The transcript is as follows:

Keep Your Head Still

“This impossible advice has been given in one form or another for about as long as there has been any literature on golf: “Keep your head down.” “Keep your head still.” “Keep your head fixed.” “Keep your eye on the ball.” “Don’t lift your head.” “Don’t look up.” You’ve heard these directions a thousand times.

If they would only say, “Keep your head back,” they would be much closer to being right. Because the head does have to stay back, whether or not it moves.

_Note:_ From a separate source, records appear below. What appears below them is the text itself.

//! File-backed store.
//!
//! All keys live in one JSON object (`{"key": "value", ...}`). Every write
//! rewrites the whole file through a sibling temp file and a rename, so a
//! crash mid-write leaves the previous contents in place.

use std::collections::BTreeMap;
use std::io::ErrorKind;
use std::path::{Path, PathBuf};

use tracing::warn;

use super::{KeyValueStore, StorageError};

type Entries = BTreeMap<String, String>;

/// Store persisted to a single JSON file.
#[derive(Debug, Clone)]
pub struct FileStore {
    path: PathBuf,
}

impl FileStore {
    /// Create a store at `path`. Nothing is touched until the first write.
    #[must_use]
    pub fn new(path: impl Into<PathBuf>) -> Self {
        Self { path: path.into() }
    }

    #[must_use]
    pub fn path(&self) -> &Path {
        &self.path
    }

    async fn read_entries(&self) -> Result<Entries, StorageError> {
        let contents = match tokio::fs::read_to_string(&self.path).await {
            Ok(contents) => contents,
            Err(e) if e.kind() == ErrorKind::NotFound => return Ok(Entries::new()),
            Err(e) => return Err(e.into()),
        };

        if contents.trim().is_empty() {
            return Ok(Entries::new());
        }

        serde_json::from_str(&contents).map_err(|source| StorageError::Corrupt {
            path: self.path.clone(),
            source,
        })
    }

    /// Entries to start a write from. A corrupt file is unreadable by every
    /// key, so it is replaced rather than blocking all writes.
    async fn entries_for_write(&self) -> Result<Entries, StorageError> {
        match self.read_entries().await {
            Err(StorageError::Corrupt { path, source }) => {
                warn!(path = %path.display(), error = %source, "Replacing corrupt storage file");
                Ok(Entries::new())
            }
            other => other,
        }
    }

    async fn write_entries(&self, entries: &Entries) -> Result<(), StorageError> {
        if let Some(parent) = self.path.parent()
            && !parent.as_os_str().is_empty()
        {
            tokio::fs::create_dir_all(parent).await?;
        }

        let json = serde_json::to_string_pretty(entries)?;

        let mut tmp = self.path.clone().into_os_string();
        tmp.push(".tmp");
        let tmp = PathBuf::from(tmp);

        tokio::fs::write(&tmp, json).await?;
        tokio::fs::rename(&tmp, &self.path).await?;

        Ok(())
    }
}

impl KeyValueStore for FileStore {
    async fn get(&self, key: &str) -> Result<Option<String>, StorageError> {
        let mut entries = self.read_entries().await?;
        Ok(entries.remove(key))
    }

    async fn set(&self, key: &str, value: String) -> Result<(), StorageError> {
        let mut entries = self.entries_for_write().await?;
        entries.insert(key.to_string(), value);
        self.write_entries(&entries).await
    }

    async fn remove(&self, key: &str) -> Result<(), StorageError> {
        let mut entries = self.entries_for_write().await?;
        if entries.remove(key).is_some() {
            self.write_entries(&entries).await?;
        }
        Ok(())
    }
}
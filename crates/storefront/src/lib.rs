//! RocketShoes Storefront library.
//!
//! The shopper's cart and everything it talks to:
//!
//! - [`cart`] - `CartManager`, the add/remove/update-quantity operations
//! - [`catalog`] - stock and product lookups (HTTP client, in-memory catalog)
//! - [`storage`] - durable key-value stores the cart is persisted to
//! - [`notify`] - sinks for shopper-facing failure messages
//! - [`config`] - environment-driven configuration
//! - [`error`] - cart error taxonomy and Sentry reporting
//!
//! The manager receives its collaborators explicitly; nothing here is global.

#![cfg_attr(not(test), forbid(unsafe_code))]

pub mod cart;
pub mod catalog;
pub mod config;
pub mod error;
pub mod notify;
pub mod storage;

pub use cart::{CART_STORAGE_KEY, CartManager, UpdateProductAmount};
pub use error::{CartError, CartOperation};
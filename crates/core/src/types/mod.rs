//! Core types for RocketShoes.
//!
//! This module provides type-safe wrappers for the cart domain.

pub mod cart;
pub mod id;
pub mod product;
pub mod stock;

pub use cart::{Cart, CartEntry, CartIntegrityError, CartRuleViolation};
pub use id::ProductId;
pub use product::Product;
pub use stock::Stock;
//! RocketShoes CLI - Drive the shopping cart from the command line.
//!
//! # Usage
//!
//! ```bash
//! # Add one unit of product 1
//! rs-cart add 1
//!
//! # Set product 1 to three units
//! rs-cart update 1 3
//!
//! # Remove product 1
//! rs-cart remove 1
//!
//! # Show the cart
//! rs-cart show
//!
//! # Forget the stored cart
//! rs-cart clear
//!
//! # Create the PostgreSQL storage table
//! rs-cart migrate
//! ```
//!
//! Configuration comes from the environment (see
//! `rocketshoes_storefront::config`). Every invocation loads the cart from
//! storage, applies one command, and exits, so the stored cart carries
//! state from one run to the next.

#![cfg_attr(not(test), forbid(unsafe_code))]

use std::process::ExitCode;

use clap::{Parser, Subcommand};
use rocketshoes_core::ProductId;
use rocketshoes_storefront::config::StorefrontConfig;
use sentry::integrations::tracing as sentry_tracing;
use tracing_subscriber::{layer::SubscriberExt, util::SubscriberInitExt};

mod commands;

#[derive(Parser)]
#[command(name = "rs-cart")]
#[command(author, version, about = "RocketShoes cart tools")]
struct Cli {
    #[command(subcommand)]
    command: Commands,
}

#[derive(Subcommand)]
enum Commands {
    /// Add one unit of a product to the cart
    Add {
        /// Product ID
        product_id: ProductId,
    },
    /// Remove a product from the cart
    Remove {
        /// Product ID
        product_id: ProductId,
    },
    /// Set the quantity of a product in the cart
    Update {
        /// Product ID
        product_id: ProductId,

        /// New quantity
        #[arg(allow_negative_numbers = true)]
        amount: i64,
    },
    /// Show the cart contents and totals
    Show,
    /// Delete the stored cart
    Clear,
    /// Run `PostgreSQL` storage migrations
    Migrate,
}

/// Initialize Sentry error tracking and return guard that must be kept alive.
fn init_sentry(config: &StorefrontConfig) -> Option<sentry::ClientInitGuard> {
    let dsn = config.sentry_dsn.as_ref()?;

    let guard = sentry::init((
        dsn.as_str(),
        sentry::ClientOptions {
            release: sentry::release_name!(),
            environment: config
                .sentry_environment
                .clone()
                .map(std::borrow::Cow::Owned),
            attach_stacktrace: true,
            ..Default::default()
        },
    ));

    tracing::info!("Sentry initialized");
    Some(guard)
}

/// Filter tracing events to Sentry event types.
fn sentry_event_filter(metadata: &tracing::Metadata<'_>) -> sentry_tracing::EventFilter {
    match *metadata.level() {
        tracing::Level::ERROR | tracing::Level::WARN => sentry_tracing::EventFilter::Event,
        tracing::Level::INFO | tracing::Level::DEBUG => sentry_tracing::EventFilter::Breadcrumb,
        _ => sentry_tracing::EventFilter::Ignore,
    }
}

/// Initialize tracing with `EnvFilter` and Sentry integration.
///
/// Logs go to stderr so that stdout only carries command output.
fn init_tracing() {
    let env_filter = tracing_subscriber::EnvFilter::try_from_default_env()
        .unwrap_or_else(|_| "rocketshoes_storefront=info,rocketshoes_cli=info".into());

    tracing_subscriber::registry()
        .with(env_filter)
        .with(tracing_subscriber::fmt::layer().with_writer(std::io::stderr))
        .with(sentry_tracing::layer().event_filter(sentry_event_filter))
        .init();
}

#[tokio::main(flavor = "current_thread")]
async fn main() -> ExitCode {
    let cli = Cli::parse();

    let config = match StorefrontConfig::from_env() {
        Ok(config) => config,
        Err(e) => {
            #[allow(clippy::print_stderr)]
            {
                eprintln!("Failed to load configuration: {e}");
            }
            return ExitCode::FAILURE;
        }
    };

    // Sentry must be initialized before the tracing subscriber
    let _sentry_guard = init_sentry(&config);
    init_tracing();

    match run(cli, &config).await {
        Ok(outcome) => outcome,
        Err(e) => {
            tracing::error!("Command failed: {e}");
            ExitCode::FAILURE
        }
    }
}

async fn run(cli: Cli, config: &StorefrontConfig) -> Result<ExitCode, commands::CommandError> {
    match cli.command {
        Commands::Add { product_id } => commands::cart::add(config, product_id).await,
        Commands::Remove { product_id } => commands::cart::remove(config, product_id).await,
        Commands::Update { product_id, amount } => {
            commands::cart::update(config, product_id, amount).await
        }
        Commands::Show => commands::cart::show(config).await,
        Commands::Clear => commands::cart::clear(config).await,
        Commands::Migrate => commands::migrate::storage(config).await,
    }
}

#[cfg(test)]
mod tests {
    use clap::CommandFactory;

    use super::*;

    #[test]
    fn test_cli_definition_is_valid() {
        Cli::command().debug_assert();
    }

    #[test]
    fn test_update_accepts_negative_amount() {
        let cli = Cli::try_parse_from(["rs-cart", "update", "1", "-2"]);
        assert!(matches!(
            cli.map(|c| c.command),
            Ok(Commands::Update { amount: -2, .. })
        ));
    }

    #[test]
    fn test_product_id_must_be_numeric() {
        assert!(Cli::try_parse_from(["rs-cart", "add", "sneaker"]).is_err());
    }
}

But the head does move. A careful study of pictures of the best golfers in the modern game reveals a very definite pattern of movement. The head stays steady on the back-swing, or perhaps turns on the neck a little to the right. Once the downswing gets well under way, though, the head moves to the right and comes down. It doesn’t move ten or twelve inches, nothing like that. But it does move, consistently, in the right-and-downward pattern from one to three inches, perhaps more.

This movement is not an idiosyncrasy of certain individuals. In the correct swing it must take place, and the pictures show that it does. Arnold Palmer, Bill Casper, Middlecoff, Snead, Hogan, Finsterwald, Byron Nelson – they all have it.

It is caused by the rocking shoulder movement that takes place, a rocking that brings the left shoulder up and the right shoulder down, and by the bowing-out of the body toward the target as the weight is moved far over to the left. The rocking shoulder movement causes the head to move to the right, the bowing-out of the body brings the head down.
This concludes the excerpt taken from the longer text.